◆ **Prompt**
Take the records below and retype them line by line, from the first line through the one containing "let get = |key: &str, default: &str|"; stop there.

◆ **Dataset entries**
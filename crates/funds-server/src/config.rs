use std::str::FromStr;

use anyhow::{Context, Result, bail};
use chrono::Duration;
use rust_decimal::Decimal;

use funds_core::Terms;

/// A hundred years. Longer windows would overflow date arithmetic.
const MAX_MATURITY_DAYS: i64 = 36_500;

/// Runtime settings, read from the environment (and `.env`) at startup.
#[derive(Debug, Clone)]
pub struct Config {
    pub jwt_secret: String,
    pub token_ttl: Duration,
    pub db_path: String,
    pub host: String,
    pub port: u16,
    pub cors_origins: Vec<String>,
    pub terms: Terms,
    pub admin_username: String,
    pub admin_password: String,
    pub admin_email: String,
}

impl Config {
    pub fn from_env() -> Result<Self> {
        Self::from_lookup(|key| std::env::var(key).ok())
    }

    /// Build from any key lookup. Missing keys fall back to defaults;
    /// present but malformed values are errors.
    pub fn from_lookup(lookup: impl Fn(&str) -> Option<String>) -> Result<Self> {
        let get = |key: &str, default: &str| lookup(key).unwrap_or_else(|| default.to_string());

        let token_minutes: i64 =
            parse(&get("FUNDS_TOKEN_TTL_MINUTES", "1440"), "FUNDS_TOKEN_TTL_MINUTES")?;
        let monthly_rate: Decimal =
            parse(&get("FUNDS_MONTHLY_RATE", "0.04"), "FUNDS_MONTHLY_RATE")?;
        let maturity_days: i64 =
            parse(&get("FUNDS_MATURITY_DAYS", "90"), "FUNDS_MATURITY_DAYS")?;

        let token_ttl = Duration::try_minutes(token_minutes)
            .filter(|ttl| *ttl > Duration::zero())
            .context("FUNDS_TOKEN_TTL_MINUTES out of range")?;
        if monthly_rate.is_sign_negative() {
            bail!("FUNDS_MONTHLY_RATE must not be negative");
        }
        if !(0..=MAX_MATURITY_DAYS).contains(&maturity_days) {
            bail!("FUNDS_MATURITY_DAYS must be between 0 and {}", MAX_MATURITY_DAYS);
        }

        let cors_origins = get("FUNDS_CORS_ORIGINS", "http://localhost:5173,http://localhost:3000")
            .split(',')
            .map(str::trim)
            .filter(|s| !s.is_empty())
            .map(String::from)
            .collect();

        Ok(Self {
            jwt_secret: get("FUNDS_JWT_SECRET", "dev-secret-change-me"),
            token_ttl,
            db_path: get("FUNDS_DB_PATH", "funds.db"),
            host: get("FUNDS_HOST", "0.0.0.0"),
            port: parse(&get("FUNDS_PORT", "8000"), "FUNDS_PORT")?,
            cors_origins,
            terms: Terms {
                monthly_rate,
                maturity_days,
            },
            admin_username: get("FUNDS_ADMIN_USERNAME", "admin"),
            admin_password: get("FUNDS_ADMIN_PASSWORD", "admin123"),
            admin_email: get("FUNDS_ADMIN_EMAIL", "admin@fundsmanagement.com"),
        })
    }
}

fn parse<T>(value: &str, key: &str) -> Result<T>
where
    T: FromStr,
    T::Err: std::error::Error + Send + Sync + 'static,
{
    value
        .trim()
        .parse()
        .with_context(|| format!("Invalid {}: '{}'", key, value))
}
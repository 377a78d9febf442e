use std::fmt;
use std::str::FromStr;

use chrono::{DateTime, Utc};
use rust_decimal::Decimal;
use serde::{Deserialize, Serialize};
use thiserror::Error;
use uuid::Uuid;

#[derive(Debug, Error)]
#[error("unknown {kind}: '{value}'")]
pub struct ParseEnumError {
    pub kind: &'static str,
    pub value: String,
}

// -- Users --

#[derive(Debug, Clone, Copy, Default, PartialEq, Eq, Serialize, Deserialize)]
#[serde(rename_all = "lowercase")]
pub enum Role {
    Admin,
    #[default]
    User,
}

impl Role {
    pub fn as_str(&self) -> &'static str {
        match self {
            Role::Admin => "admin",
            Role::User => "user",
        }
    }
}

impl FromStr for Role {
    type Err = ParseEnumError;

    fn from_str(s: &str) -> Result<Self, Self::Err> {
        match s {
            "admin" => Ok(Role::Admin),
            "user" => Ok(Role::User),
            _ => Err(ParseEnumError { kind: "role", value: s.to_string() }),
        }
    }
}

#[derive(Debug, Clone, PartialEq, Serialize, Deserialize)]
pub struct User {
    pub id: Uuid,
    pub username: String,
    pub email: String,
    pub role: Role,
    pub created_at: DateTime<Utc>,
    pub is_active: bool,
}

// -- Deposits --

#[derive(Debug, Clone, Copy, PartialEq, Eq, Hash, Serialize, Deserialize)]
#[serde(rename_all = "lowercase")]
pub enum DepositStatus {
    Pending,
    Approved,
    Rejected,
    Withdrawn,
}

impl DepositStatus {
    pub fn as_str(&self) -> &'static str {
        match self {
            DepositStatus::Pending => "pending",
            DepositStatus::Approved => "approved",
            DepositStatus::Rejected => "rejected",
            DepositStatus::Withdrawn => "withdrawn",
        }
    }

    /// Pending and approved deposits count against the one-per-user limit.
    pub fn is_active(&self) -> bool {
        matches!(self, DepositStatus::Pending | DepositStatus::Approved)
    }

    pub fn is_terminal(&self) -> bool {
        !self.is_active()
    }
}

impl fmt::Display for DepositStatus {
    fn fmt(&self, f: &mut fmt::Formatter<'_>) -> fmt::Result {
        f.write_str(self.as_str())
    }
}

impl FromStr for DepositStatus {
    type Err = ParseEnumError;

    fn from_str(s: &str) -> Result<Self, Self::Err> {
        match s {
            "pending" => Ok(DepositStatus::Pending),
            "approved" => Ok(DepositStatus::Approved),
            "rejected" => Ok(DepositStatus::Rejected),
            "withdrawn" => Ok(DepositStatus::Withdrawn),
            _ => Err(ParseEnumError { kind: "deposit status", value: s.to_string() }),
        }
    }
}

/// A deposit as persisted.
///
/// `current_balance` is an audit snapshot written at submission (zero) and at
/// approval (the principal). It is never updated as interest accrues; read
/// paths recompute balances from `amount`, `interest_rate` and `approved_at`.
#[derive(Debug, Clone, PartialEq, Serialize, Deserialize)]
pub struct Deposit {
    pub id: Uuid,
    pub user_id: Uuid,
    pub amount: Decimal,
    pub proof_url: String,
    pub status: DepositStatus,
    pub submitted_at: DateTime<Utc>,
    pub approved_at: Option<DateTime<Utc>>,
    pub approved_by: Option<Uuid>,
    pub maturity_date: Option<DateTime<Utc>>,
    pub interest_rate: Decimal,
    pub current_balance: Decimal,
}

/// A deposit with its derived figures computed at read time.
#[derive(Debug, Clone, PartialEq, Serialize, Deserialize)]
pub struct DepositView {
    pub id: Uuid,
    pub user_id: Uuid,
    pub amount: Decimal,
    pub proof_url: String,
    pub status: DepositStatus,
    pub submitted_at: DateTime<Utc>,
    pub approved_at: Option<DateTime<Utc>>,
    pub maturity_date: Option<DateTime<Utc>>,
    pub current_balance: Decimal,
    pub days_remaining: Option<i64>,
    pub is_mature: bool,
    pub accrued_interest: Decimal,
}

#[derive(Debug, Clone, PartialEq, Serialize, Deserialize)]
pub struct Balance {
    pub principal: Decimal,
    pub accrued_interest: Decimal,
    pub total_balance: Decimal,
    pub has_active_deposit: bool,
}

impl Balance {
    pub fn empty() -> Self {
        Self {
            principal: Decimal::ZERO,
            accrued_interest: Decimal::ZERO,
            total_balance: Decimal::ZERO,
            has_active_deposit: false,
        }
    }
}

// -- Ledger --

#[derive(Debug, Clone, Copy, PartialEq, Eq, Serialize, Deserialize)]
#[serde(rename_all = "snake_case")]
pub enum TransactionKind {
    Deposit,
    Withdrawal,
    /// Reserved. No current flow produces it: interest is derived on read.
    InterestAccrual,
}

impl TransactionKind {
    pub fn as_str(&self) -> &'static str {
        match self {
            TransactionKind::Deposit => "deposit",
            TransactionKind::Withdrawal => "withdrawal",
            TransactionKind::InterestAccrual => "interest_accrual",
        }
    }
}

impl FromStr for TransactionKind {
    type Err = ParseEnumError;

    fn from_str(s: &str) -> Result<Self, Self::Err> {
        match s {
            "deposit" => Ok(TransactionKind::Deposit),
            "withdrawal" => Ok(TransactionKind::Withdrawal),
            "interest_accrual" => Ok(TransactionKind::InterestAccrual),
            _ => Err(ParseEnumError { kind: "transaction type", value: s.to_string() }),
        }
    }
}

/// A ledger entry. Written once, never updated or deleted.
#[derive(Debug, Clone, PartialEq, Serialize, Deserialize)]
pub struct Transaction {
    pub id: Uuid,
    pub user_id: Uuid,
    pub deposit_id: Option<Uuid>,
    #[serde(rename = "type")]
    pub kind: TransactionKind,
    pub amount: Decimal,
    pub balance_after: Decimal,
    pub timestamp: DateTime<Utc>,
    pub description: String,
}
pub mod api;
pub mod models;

◆ **Solution to this problem**
filename crates/funds-server/src/config.rs
use std::str::FromStr;

use anyhow::{Context, Result, bail};
use chrono::Duration;
use rust_decimal::Decimal;

use funds_core::Terms;

/// A hundred years. Longer windows would overflow date arithmetic.
const MAX_MATURITY_DAYS: i64 = 36_500;

/// Runtime settings, read from the environment (and `.env`) at startup.
#[derive(Debug, Clone)]
pub struct Config {
    pub jwt_secret: String,
    pub token_ttl: Duration,
    pub db_path: String,
    pub host: String,
    pub port: u16,
    pub cors_origins: Vec<String>,
    pub terms: Terms,
    pub admin_username: String,
    pub admin_password: String,
    pub admin_email: String,
}

impl Config {
    pub fn from_env() -> Result<Self> {
        Self::from_lookup(|key| std::env::var(key).ok())
    }

    /// Build from any key lookup. Missing keys fall back to defaults;
    /// present but malformed values are errors.
    pub fn from_lookup(lookup: impl Fn(&str) -> Option<String>) -> Result<Self> {
        let get = |key: &str, default: &str| lookup(key).unwrap_or_else(|| default.to_string());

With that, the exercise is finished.